Gare du Nord vous connaissez ?

 

 

Elle s’en était allée Marion en suivant les rails d’acier bleu le long du ballast vers le Nord… de plus en plus vers le Nord en suivant sur les entrepôts taggés de noms que maintenant elle connaissait bien un chemin qui s’enfonçait dans la banlieue où brûlait la colère de cet automne-là avec les châtaignes au-dessus des bidons remplis de braises sur un couvercle troué à l’envers.  
           La colère craquait sa bogue où elle était enfermée trop longtemps et c’était un langage dont on n’voulait pas. Nord… toujours vers le Nord… elle courait Marion… Hop ! Hop ! et le chien Sentinelle à ses côtés avec au fond de la musette les bombes de couleur que Banou lui donnait quand il arrivait derrière elle la nuit toujours sans qu’elle entende rien et le chien Sentinelle non plus… Hop ! Hop !
           Souvent c’étaient des bombes entamées qu’il voulait plus com’il disait parc’ qu’elles lui poissaient les doigts et qu’avec les neuves t’as la pression !… Mais pour celles de couleur blanche c’étaient toujours des neuves vu qu’le totem de Marion s’appelait « Neij Carbonik » et que Banou trouvait ça trop bien l’idée de se servir des extincteurs pour rendre la fureur du monde impuissante.
          Nord… toujours vers le Nord… c’est vrai qu’Marion elle les connaîssait bien les noms des taggeurs de cette banlieue-là surtout « Venin » et « Grav » et puis aussi y avait « Mor » et « Apel » dont les signatures l’emportaient à nouveau d’un coup d’aile coupant et d’un jet de comète sur ses baskets rouges vers ce monde d’où elle était partie. Elle avait pas su comme il signait Banou vu qu’il lui avait pas dit et que dans les banlieues c’est des questions qu’ n’pose pas.

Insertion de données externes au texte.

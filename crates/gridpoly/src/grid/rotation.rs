//! Quarter-turn rotation of a grid as an integer affine map.

use nalgebra::{Matrix2, Vector2};

use crate::lattice::{Point, Polygon};

/// Integer affine map `p ↦ M p + t` on `(row, col)` vectors.
///
/// Invariant: `det M = ±1`, so the map is a bijection on lattice points. Only
/// the constructors below exist, which keeps that true.
#[derive(Clone, Copy, Debug, PartialEq, Eq)]
pub struct GridRotation {
    m: Matrix2<i64>,
    t: Vector2<i64>,
}

impl GridRotation {
    #[inline]
    pub fn identity() -> Self {
        Self {
            m: Matrix2::identity(),
            t: Vector2::zeros(),
        }
    }

    /// 90° turn of an `size×size` grid: `(r, c) ↦ (c, size−1−r)`.
    pub fn quarter_turn(size: usize) -> Self {
        Self {
            m: Matrix2::new(0, 1, -1, 0),
            t: Vector2::new(0, size as i64 - 1),
        }
    }

    #[inline]
    pub fn matrix(&self) -> Matrix2<i64> {
        self.m
    }
    #[inline]
    pub fn offset(&self) -> Vector2<i64> {
        self.t
    }

    #[inline]
    pub fn apply(&self, p: Point) -> Point {
        Point::from_vector(self.m * p.to_vector() + self.t)
    }

    /// Composition `self ∘ other`.
    #[inline]
    pub fn compose(&self, other: &Self) -> Self {
        Self {
            m: self.m * other.m,
            t: self.m * other.t + self.t,
        }
    }

    /// `self` applied `n` times.
    pub fn pow(&self, n: u32) -> Self {
        (0..n).fold(Self::identity(), |acc, _| self.compose(&acc))
    }
}

impl Polygon {
    /// Image under `rot`, vertex order kept.
    pub fn rotated(&self, rot: &GridRotation) -> Polygon {
        // `rot` is a bijection on points, so distinct vertices stay distinct.
        Polygon::from_distinct(self.vertices().iter().map(|&v| rot.apply(v)).collect())
    }
}
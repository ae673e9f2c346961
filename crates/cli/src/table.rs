//! Tabular output of an enumerated polygon sequence.
//!
//! One row per emitted polygon. JSON keeps the nested vertex and length
//! lists; CSV and Parquet go through a polars frame where those lists are
//! flattened to their display strings.

use anyhow::{Context, Result};
use clap::ValueEnum;
use gridpoly::search::PolygonSequence;
use polars::prelude::*;
use serde::{Deserialize, Serialize};
use std::fs::{self, File};
use std::path::Path;

#[derive(Clone, Copy, Debug, PartialEq, Eq, ValueEnum)]
pub enum OutputFormat {
    Json,
    Csv,
    Parquet,
}

impl OutputFormat {
    /// Guess from the file extension.
    pub fn from_path(path: &Path) -> Option<Self> {
        match path.extension()?.to_str()?.to_ascii_lowercase().as_str() {
            "json" => Some(Self::Json),
            "csv" => Some(Self::Csv),
            "parquet" | "pq" => Some(Self::Parquet),
            _ => None,
        }
    }
}

#[derive(Clone, Debug, PartialEq, Serialize, Deserialize)]
pub struct PolygonRow {
    pub index: u64,
    pub orbit: u64,
    /// `[row, col]` pairs in winding order.
    pub vertices: Vec<[i64; 2]>,
    pub twice_area: i64,
    pub area: f64,
    pub right_angles: u32,
    pub distinct_sides: u32,
    pub side_lengths: Vec<f64>,
}

pub fn rows(seq: &PolygonSequence) -> Vec<PolygonRow> {
    let mut out = Vec::with_capacity(seq.len());
    for (orbit, members) in seq.orbits().enumerate() {
        for p in members {
            out.push(PolygonRow {
                index: out.len() as u64,
                orbit: orbit as u64,
                vertices: p.vertices().iter().map(|v| [v.row(), v.col()]).collect(),
                twice_area: p.twice_area(),
                area: p.area(),
                right_angles: p.right_angles() as u32,
                distinct_sides: p.distinct_sides() as u32,
                side_lengths: p.side_lengths(),
            });
        }
    }
    out
}

fn vertices_cell(vs: &[[i64; 2]]) -> String {
    let parts: Vec<String> = vs.iter().map(|[r, c]| format!("({r},{c})")).collect();
    parts.join(" ")
}

fn lengths_cell(ls: &[f64]) -> String {
    let parts: Vec<String> = ls.iter().map(|l| format!("{l:.2}")).collect();
    parts.join(";")
}

pub fn to_frame(rows: &[PolygonRow]) -> Result<DataFrame> {
    let df = df!(
        "index" => rows.iter().map(|r| r.index).collect::<Vec<u64>>(),
        "orbit" => rows.iter().map(|r| r.orbit).collect::<Vec<u64>>(),
        "vertices" => rows.iter().map(|r| vertices_cell(&r.vertices)).collect::<Vec<String>>(),
        "twice_area" => rows.iter().map(|r| r.twice_area).collect::<Vec<i64>>(),
        "area" => rows.iter().map(|r| r.area).collect::<Vec<f64>>(),
        "right_angles" => rows.iter().map(|r| r.right_angles).collect::<Vec<u32>>(),
        "distinct_sides" => rows.iter().map(|r| r.distinct_sides).collect::<Vec<u32>>(),
        "side_lengths" => rows.iter().map(|r| lengths_cell(&r.side_lengths)).collect::<Vec<String>>(),
    )?;
    Ok(df)
}

/// Write `rows` to `path`, creating parent directories as needed.
pub fn write(rows: &[PolygonRow], path: &Path, format: OutputFormat) -> Result<()> {
    if let Some(parent) = path.parent() {
        if !parent.as_os_str().is_empty() {
            fs::create_dir_all(parent)
                .with_context(|| format!("creating output dir {}", parent.display()))?;
        }
    }
    match format {
        OutputFormat::Json => {
            fs::write(path, serde_json::to_vec_pretty(rows)?)
                .with_context(|| format!("writing {}", path.display()))?;
        }
        OutputFormat::Csv => {
            let mut df = to_frame(rows)?;
            let mut file =
                File::create(path).with_context(|| format!("creating {}", path.display()))?;
            CsvWriter::new(&mut file)
                .include_header(true)
                .finish(&mut df)
                .with_context(|| format!("writing csv {}", path.display()))?;
        }
        OutputFormat::Parquet => {
            let mut df = to_frame(rows)?;
            let file =
                File::create(path).with_context(|| format!("creating {}", path.display()))?;
            ParquetWriter::new(file)
                .finish(&mut df)
                .with_context(|| format!("writing parquet {}", path.display()))?;
        }
    }
    Ok(())
}
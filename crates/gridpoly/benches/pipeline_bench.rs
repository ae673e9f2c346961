//! Criterion benches for the enumeration pipeline (group "pipeline") and the
//! simple-polygon test on random quadrilaterals (group "validity").
//!
//! Configs stay small so a full run finishes in seconds; (3,0,4) is the
//! heaviest at 8·7·6·5 candidates.

use criterion::{criterion_group, criterion_main, BatchSize, BenchmarkId, Criterion, Throughput};
use gridpoly::prelude::*;
use gridpoly::search::permutation_count;
use rand::{rngs::StdRng, seq::SliceRandom, SeedableRng};

fn bench_pipeline(c: &mut Criterion) {
    let mut group = c.benchmark_group("pipeline");
    for (size, depth, vertices) in [(2, 0, 3), (3, 1, 3), (4, 0, 3), (3, 0, 4)] {
        let cfg = EnumerationCfg::new(size, depth, vertices);
        let n = cfg.grid().points().len();
        if let Some(candidates) = permutation_count(n, vertices) {
            group.throughput(Throughput::Elements(candidates));
        }
        let label = format!("S{size}-D{depth}-k{vertices}");
        group.bench_function(BenchmarkId::new("enumerate_polygons", label), |b| {
            b.iter(|| enumerate_polygons(cfg))
        });
    }
    group.finish();
}

fn bench_validity(c: &mut Criterion) {
    let mut group = c.benchmark_group("validity");
    let points = Grid::new(6, 0).points();
    group.bench_function("is_valid/quad", |b| {
        let mut rng = StdRng::seed_from_u64(42);
        b.iter_batched(
            || {
                let picked: Vec<Point> = points.choose_multiple(&mut rng, 4).copied().collect();
                Polygon::new(picked).unwrap()
            },
            |p| p.is_valid(),
            BatchSize::SmallInput,
        )
    });
    group.finish();
}

criterion_group!(benches, bench_pipeline, bench_validity);
criterion_main!(benches);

          Gare du Nord vous connaissez ?

          Elle était à peine arrivée avec le chien Sentinelle sur ses talons au bord de cette cité qu’elle ne fréquentait pas et qui ressemblait à un de ces espaces de la périféerie où c’est encore possible de semer des graines de rêves qui poussent parfois de drôles de fleurs turquoise parmi les coquelicots qui sont la colère fragile des terrains vagues…
          Elle était à peine arrivée quand l’aube sur la savane ocre rouge fait craquer les herbes sous leur carapace d’étincelles froides aux rives du terrain vague qui entourait la cité que des tourbillons de sable portés par les vents géants de l’hiver qui s’étaient remis soudain à souffler comme s’ils jaillissaient hors des grandes orgues de glace avaient distribué partout des poignées de silice et de quartz qui taillaient les lèvres et la peau du visage de petites gerçures aux fines traces de sang.
          Aussitôt elle a remonté sa cagoule de laine noire que lui avait refilé Banou jusqu’à la ligne bleu de lin de ses yeux et elle a enfoncé ses poings profonds dans les poches de la veste rembourrée de kapok qui ne protégeait pas assez en se disant qu’elle aurait pas dû venir pendant que le chien Sentinelle secouait frénétique sa tête et ses oreilles pour en faire sortir les éphémères de sable.
          Même elle a pensé sur le coup repartir direction la Gare du Nord malgré le jour qui allait rappliquer avec le danger des vigiles des gares bleu-noir et de leurs chiens noir-noir d’ennui… Oui… elle a pensé repartir mais elle l’a pas fait sans doute à cause de la fatigue qu’elle avait déjà qui lui faisait les pieds comme des pierres trop lourdes et aussi y avait cette chose au creux du ventre qui lui disait qu’ici c’était un peu chez elle… C’était au moins autant chez elle alors qu’ces mots-là y z’avaient pas de sens… que chez les rats au museau rose fendu assis sur leur queue au milieu des sacs poubelle de plastique bleu éventrés.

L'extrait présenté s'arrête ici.